Foa et al.’s (2003) study illustrates that the perceived riskiness of a situation might account for variability in decision making in OCD. Relative to non-anxious controls, individuals with OCD tend to require more information to express preferences for options on low-risk and OC-relevant tasks. However, this study offers little assistance for understanding the process by which individuals with OCD integrate information in order to make decisions about preferences. Furthermore, the experimental design of this study, while elegant, is confounded by the fact that participants were provided with different types of decision-relevant information across scenarios. No attempt was made to identify what types of information individuals with OCD prefer to use when making decisions. It also is noteworthy that when participants requested additional information to complete the preference task, the task was made even more ambiguous due to the low redundancy nature of the available cues.
Other direct evidence of impaired decision making in OCD comes from studies using the Iowa Gambling Task (IGT), a test sensitive to OFC dysfunction that assesses the influence of individual differences such as reward and punishment sensitivities on decision making behavior (Bechara, Damasio, Damasio, & Anderson, 1994). Cavedini et al. (2002) compared IGT performance among individuals with OCD, panic disorder, and healthy controls.

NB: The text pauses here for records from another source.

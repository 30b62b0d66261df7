//! # superstack
//!
//! Fetch a newsletter article and strip it down to a clean, standalone HTML
//! page for offline reading.
//!
//! The pipeline is linear: fetch the page, resolve title/author/date, locate
//! and clean the article body, then render a self-contained document.
//!
//! ## Quick Start
//!
//! ```rust
//! use superstack::{extract_article, render_document};
//!
//! let html = r#"<html><head><meta name="author" content="Jane Doe"></head>
//! <body><h1 class="post-title">My Post</h1>
//! <div class="body markup"><p>Main content here.</p><button>Like</button></div>
//! </body></html>"#;
//!
//! let article = extract_article(html)?;
//! assert_eq!(article.author, "Jane Doe");
//!
//! let page = render_document(&article);
//! assert!(page.contains("<h1>My Post</h1>"));
//! assert!(!page.contains("<button"));
//! # Ok::<(), superstack::Error>(())
//! ```

mod error;
mod extract;
mod options;
mod patterns;
mod result;

/// DOM operations adapter over `dom_query`.
pub mod dom;

/// Metadata extraction (meta tags, JSON-LD, title heading).
pub mod metadata;

/// Body locating and cleaning.
pub mod html_processing;

/// Character decoding of fetched pages.
pub mod encoding;

/// Blocking page fetcher.
pub mod fetch;

/// Standalone document rendering.
pub mod render;

/// URL validation and post id helper.
pub mod url_utils;

use std::path::Path;

use tracing::info;

// Public API - re-exports
pub use error::{Error, Result};
pub use extract::extract_article;
pub use fetch::{fetch_page, Fetcher};
pub use options::{Options, DEFAULT_MAX_REDIRECTS, DEFAULT_TIMEOUT, DEFAULT_USER_AGENT};
pub use render::render_document;
pub use result::{Article, Metadata, UNKNOWN_AUTHOR, UNTITLED};

/// Write a rendered document as UTF-8, replacing any existing file.
pub fn write_document(path: &Path, document: &str) -> Result<()> {
    std::fs::write(path, document)?;
    info!(path = %path.display(), bytes = document.len(), "document written");
    Ok(())
}
//! Standalone HTML document rendering.
//!
//! Plain string assembly around a fixed stylesheet. The body fragment is
//! already cleaned markup and goes in as-is; title, author and date are
//! text and get escaped.

use html_escape::encode_text;

use crate::result::Article;

/// Embedded reading stylesheet.
const STYLESHEET: &str = r#"        body {
            max-width: 700px;
            margin: 40px auto;
            padding: 0 20px;
            font-family: Georgia, serif;
            font-size: 18px;
            line-height: 1.6;
            color: #333;
            background: #fff;
        }
        h1 {
            font-size: 2em;
            line-height: 1.2;
            margin-bottom: 0.5em;
        }
        .meta {
            color: #666;
            font-size: 0.9em;
            margin-bottom: 2em;
            padding-bottom: 1em;
            border-bottom: 1px solid #eee;
        }
        img {
            max-width: 100%;
            height: auto;
            display: block;
            margin: 1.5em 0;
        }
        figure {
            margin: 1.5em 0;
        }
        figcaption {
            font-size: 0.85em;
            color: #666;
            text-align: center;
            margin-top: 0.5em;
        }
        a {
            color: #0066cc;
        }
        blockquote {
            border-left: 3px solid #ccc;
            margin-left: 0;
            padding-left: 1em;
            color: #555;
        }
        p {
            margin: 1em 0;
        }
"#;

/// Render an article as a complete HTML5 document.
#[must_use]
pub fn render_document(article: &Article) -> String {
    let title = encode_text(&article.title);
    let author = encode_text(&article.author);
    let date = if article.has_date() {
        format!(
            r#"<span class="date"> &middot; {}</span>"#,
            encode_text(&article.date)
        )
    } else {
        String::new()
    };

    format!(
        r#"<!DOCTYPE html>
<html lang="en">
<head>
    <meta charset="utf-8">
    <meta name="viewport" content="width=device-width, initial-scale=1">
    <title>{title}</title>
    <style>
{STYLESHEET}    </style>
</head>
<body>
    <article>
        <h1>{title}</h1>
        <div class="meta">
            <span class="author">{author}</span>
            {date}
        </div>
        <div class="content">
            {body}
        </div>
    </article>
</body>
</html>"#,
        body = article.body,
    )
}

Relative to individuals in the healthy control and panic disorder groups, individuals with OCD made significantly more disadvantageous choices overall and failed to shift to more advantageous strategies over the course of the task. In fact, individuals with OCD actually made significantly more disadvantageous choices as the task progressed, a pattern of responding that was consistent with an increased sensitivity to immediate gain. Interestingly, Cavedini et al. (2002) found that among OCD patients, poor task performance predicted a poor pharmacological treatment response. In a subsequent study, Cavedini, Bassi, Zorzi, and Bellodi (2004) found that task performance also could predict which individuals might benefit clinically from conjoint SSRI / atypical antipsychotic treatment. Patients who demonstrated good performance on the IGT benefited most from treatments consisting solely of SSRIs, whereas patients with poor performance on the IGT often benefited further by augmenting SSRI treatment with an atypical antispsychotic. This implies a possible role for dopamine in mediating decision making performance. However, the body of empirical evidence relating OCD to impairments in decision making on the IGT is not wholly consistent (Lawrence et al., 2006). Nielen, Veltman, de Jong, Mulder, & den Boer (2002) found no major differences in task performance between individuals with OCD and controls; however, among OCD patients, patients with more severe symptoms made significantly more disadvantageous choices than patients with less severe symptoms.